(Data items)
###
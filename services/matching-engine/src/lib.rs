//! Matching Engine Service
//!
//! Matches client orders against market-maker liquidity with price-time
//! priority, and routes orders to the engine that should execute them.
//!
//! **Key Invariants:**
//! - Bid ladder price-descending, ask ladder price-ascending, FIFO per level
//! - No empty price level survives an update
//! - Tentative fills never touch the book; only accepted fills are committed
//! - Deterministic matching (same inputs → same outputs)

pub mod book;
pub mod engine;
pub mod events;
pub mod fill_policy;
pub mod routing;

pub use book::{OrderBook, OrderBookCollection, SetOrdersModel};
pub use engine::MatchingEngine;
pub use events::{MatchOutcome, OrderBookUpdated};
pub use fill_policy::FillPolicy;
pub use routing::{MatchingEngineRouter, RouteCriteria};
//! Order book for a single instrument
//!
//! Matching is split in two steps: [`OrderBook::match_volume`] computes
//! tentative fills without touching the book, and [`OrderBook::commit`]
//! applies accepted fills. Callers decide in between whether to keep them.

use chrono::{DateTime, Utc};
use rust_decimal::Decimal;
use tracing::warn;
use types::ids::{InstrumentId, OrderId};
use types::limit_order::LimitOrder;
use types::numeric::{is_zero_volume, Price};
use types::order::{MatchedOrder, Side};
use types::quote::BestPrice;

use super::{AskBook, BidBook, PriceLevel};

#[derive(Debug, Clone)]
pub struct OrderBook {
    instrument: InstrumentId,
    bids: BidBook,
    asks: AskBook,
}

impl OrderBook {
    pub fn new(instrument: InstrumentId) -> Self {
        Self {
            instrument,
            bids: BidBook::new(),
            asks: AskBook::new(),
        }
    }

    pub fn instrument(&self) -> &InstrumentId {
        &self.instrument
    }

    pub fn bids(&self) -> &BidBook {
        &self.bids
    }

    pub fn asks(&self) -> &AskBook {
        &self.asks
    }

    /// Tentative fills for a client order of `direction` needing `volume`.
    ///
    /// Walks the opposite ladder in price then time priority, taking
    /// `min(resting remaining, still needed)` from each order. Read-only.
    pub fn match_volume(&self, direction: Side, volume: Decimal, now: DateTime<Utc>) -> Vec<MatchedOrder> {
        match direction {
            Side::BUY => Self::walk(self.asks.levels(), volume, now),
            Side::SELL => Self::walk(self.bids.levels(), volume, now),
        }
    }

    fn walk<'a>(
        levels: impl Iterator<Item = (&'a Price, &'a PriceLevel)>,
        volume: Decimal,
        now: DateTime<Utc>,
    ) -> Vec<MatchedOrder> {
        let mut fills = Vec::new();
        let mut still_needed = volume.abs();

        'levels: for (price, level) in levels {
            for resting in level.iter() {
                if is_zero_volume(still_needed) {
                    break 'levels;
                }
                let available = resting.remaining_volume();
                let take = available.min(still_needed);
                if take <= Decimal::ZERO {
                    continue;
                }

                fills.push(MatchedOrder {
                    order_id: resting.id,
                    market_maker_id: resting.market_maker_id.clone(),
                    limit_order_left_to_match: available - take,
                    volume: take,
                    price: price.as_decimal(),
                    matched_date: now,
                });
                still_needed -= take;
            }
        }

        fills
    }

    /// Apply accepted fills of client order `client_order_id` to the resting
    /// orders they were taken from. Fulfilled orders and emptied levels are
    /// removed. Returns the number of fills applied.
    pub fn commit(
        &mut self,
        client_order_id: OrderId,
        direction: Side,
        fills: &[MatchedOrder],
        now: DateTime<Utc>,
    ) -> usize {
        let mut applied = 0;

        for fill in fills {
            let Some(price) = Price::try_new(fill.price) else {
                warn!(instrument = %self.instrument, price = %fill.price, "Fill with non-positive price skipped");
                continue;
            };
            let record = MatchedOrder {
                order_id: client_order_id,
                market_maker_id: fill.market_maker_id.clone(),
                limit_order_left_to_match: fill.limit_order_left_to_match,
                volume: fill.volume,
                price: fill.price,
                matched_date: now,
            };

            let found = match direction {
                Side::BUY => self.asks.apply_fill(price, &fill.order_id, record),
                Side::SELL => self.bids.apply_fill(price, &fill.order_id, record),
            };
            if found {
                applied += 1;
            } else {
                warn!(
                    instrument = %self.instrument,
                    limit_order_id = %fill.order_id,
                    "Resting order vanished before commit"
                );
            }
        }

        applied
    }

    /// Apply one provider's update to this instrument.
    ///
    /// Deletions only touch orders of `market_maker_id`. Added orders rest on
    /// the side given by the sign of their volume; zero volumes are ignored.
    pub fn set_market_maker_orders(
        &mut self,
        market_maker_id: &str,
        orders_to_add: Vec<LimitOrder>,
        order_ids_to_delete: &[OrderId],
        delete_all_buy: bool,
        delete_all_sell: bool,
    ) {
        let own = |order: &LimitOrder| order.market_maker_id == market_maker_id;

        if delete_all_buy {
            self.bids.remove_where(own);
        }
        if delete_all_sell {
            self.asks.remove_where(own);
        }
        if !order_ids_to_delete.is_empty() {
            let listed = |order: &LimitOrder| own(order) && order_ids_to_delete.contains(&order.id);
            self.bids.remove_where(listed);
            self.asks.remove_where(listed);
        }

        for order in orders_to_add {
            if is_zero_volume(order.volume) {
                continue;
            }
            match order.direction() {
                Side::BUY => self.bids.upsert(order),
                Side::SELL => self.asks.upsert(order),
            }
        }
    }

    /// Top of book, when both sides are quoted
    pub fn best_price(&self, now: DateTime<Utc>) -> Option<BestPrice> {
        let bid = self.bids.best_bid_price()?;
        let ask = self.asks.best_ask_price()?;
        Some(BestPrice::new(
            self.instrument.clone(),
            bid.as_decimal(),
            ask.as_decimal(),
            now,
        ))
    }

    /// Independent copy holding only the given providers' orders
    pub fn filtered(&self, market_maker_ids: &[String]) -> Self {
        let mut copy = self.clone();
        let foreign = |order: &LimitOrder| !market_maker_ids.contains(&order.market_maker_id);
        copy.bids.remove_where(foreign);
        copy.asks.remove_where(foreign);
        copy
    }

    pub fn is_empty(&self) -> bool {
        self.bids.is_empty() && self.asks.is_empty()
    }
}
###
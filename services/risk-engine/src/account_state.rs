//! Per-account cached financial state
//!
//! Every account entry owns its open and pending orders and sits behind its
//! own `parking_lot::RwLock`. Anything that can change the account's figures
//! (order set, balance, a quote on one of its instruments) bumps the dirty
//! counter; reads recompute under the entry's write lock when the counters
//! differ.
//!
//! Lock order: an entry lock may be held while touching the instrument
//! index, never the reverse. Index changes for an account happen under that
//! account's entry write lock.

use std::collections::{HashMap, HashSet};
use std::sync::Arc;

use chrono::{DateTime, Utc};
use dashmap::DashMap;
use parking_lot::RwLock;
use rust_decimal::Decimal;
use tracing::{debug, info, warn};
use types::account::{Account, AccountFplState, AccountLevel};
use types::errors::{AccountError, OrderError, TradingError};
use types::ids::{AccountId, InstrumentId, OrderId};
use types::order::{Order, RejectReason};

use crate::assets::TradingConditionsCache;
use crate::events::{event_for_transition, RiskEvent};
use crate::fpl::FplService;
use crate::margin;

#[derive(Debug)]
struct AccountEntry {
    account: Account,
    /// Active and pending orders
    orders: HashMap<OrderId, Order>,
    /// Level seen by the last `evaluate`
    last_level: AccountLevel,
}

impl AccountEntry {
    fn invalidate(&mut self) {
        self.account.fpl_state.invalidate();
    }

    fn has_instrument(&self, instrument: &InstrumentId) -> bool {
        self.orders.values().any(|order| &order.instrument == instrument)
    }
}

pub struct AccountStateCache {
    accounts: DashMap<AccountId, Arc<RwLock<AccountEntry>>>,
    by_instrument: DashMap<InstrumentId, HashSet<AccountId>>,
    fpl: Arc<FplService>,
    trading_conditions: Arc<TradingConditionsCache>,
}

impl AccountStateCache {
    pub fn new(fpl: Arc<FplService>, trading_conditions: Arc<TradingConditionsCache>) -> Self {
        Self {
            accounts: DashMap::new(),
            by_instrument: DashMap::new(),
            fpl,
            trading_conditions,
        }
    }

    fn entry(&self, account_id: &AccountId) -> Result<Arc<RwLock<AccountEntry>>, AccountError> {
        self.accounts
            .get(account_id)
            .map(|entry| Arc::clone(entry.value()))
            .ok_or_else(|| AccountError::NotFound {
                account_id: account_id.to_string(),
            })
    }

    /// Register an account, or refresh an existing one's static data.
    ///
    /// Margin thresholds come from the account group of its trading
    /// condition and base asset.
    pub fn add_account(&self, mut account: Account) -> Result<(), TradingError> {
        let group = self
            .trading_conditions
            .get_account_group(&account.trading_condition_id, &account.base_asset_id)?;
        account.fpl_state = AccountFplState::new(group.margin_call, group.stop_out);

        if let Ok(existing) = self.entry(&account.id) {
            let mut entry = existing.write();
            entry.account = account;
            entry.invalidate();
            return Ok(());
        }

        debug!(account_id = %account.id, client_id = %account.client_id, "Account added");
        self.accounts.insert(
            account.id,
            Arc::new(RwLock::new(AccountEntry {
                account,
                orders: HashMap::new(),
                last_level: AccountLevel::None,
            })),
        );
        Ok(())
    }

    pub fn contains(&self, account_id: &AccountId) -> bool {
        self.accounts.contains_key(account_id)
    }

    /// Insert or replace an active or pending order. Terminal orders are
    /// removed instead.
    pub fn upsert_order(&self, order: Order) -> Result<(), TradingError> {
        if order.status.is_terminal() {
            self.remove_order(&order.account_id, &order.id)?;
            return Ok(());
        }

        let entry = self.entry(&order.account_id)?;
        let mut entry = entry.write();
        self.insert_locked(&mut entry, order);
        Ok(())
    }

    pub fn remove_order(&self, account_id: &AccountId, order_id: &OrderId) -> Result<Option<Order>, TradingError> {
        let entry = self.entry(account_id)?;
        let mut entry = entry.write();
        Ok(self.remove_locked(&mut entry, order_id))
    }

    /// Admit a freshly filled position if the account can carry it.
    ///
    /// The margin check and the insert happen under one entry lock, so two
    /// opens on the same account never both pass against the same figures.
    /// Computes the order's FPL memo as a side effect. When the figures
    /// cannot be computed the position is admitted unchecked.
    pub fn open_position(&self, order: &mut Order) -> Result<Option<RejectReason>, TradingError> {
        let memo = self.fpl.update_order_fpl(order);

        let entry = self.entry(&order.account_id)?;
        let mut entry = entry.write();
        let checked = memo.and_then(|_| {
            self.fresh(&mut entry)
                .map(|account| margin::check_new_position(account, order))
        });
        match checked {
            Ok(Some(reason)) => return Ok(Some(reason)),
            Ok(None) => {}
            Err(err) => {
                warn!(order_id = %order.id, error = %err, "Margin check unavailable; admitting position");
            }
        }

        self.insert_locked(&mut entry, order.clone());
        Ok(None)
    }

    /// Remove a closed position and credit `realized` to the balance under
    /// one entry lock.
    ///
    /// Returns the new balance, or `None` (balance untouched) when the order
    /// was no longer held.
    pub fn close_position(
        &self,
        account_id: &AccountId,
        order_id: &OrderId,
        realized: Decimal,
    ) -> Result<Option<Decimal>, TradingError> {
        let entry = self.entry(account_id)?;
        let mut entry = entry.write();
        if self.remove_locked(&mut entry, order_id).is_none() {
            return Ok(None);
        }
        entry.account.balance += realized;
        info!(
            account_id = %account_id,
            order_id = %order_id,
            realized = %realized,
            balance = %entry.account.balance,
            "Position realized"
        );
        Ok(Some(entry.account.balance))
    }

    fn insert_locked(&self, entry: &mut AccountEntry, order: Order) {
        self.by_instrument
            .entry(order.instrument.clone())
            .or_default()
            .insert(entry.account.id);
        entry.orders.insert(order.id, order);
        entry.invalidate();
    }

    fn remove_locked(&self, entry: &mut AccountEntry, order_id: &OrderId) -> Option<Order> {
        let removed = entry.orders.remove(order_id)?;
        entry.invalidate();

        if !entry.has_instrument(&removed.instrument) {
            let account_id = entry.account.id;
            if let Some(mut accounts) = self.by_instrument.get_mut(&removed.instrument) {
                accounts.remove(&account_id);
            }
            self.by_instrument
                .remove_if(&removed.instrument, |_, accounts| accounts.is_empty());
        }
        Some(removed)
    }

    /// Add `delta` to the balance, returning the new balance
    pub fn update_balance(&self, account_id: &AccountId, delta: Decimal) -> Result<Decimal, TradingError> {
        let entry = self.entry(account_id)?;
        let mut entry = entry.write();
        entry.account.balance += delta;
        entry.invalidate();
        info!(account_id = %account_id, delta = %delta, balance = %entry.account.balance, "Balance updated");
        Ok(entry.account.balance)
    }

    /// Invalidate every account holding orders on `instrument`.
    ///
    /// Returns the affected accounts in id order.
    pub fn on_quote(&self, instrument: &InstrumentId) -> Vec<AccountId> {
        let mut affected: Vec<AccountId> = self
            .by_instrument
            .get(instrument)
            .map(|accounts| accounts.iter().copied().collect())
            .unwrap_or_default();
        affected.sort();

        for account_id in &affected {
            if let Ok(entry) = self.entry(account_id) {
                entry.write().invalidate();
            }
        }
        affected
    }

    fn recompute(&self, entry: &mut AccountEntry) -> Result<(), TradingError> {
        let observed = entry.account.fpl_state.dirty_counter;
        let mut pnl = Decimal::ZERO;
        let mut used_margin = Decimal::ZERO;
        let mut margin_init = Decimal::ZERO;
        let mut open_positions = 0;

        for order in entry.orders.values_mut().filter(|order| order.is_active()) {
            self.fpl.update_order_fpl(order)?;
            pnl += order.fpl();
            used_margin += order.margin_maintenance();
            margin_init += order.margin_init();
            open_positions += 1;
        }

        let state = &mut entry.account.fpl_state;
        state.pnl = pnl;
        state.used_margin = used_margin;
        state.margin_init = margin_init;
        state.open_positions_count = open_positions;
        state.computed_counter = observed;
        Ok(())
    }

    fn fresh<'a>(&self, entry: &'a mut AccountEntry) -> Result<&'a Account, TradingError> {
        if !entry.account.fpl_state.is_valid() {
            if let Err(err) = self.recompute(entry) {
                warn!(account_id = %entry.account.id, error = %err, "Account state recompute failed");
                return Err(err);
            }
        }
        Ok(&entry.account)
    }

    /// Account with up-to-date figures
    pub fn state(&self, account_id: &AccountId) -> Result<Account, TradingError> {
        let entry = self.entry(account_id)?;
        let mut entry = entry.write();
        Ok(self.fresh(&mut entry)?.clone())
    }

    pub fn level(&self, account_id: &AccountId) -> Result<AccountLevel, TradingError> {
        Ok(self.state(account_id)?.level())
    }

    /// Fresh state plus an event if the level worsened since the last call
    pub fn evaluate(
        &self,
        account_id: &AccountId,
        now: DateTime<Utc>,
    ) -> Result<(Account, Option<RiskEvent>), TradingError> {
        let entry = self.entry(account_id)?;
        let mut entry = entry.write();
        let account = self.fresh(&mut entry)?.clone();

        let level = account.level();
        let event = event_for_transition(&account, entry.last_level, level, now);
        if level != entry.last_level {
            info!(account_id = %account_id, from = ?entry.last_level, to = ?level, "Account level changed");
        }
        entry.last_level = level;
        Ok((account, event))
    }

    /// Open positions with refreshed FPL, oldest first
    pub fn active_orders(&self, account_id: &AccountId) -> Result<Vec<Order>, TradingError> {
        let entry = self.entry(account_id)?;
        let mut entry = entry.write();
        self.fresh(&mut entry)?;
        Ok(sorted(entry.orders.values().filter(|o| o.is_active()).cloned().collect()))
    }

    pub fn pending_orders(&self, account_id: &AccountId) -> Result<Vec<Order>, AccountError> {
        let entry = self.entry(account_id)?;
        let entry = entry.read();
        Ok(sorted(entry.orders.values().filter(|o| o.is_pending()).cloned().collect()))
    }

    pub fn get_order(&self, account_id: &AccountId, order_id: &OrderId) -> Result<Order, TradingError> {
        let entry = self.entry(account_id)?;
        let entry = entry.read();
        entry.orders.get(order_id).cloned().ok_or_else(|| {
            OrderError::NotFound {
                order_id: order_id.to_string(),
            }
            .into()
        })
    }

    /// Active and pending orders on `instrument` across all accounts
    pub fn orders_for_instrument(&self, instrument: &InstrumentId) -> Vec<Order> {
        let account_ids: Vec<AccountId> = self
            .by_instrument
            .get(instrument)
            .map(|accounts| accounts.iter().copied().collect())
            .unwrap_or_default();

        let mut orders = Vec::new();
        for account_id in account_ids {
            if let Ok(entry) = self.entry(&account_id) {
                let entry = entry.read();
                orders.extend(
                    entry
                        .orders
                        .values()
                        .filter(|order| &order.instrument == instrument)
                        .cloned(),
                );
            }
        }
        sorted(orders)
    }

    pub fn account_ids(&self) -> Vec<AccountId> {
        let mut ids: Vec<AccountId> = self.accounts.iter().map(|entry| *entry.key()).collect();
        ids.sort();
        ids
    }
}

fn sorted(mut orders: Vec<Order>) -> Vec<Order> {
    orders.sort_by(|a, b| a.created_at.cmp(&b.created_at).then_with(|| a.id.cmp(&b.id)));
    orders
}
###
▶ **Task goal**:
Find every line in the records above that holds the word "from", and copy each one.

▶ **Solution for this problem**:
    /// `min(resting remaining, still needed)` from each order. Read-only.
    /// orders they were taken from. Fulfilled orders and emptied levels are
    /// Margin thresholds come from the account group of its trading
            info!(account_id = %account_id, from = ?entry.last_level, to = ?level, "Account level changed");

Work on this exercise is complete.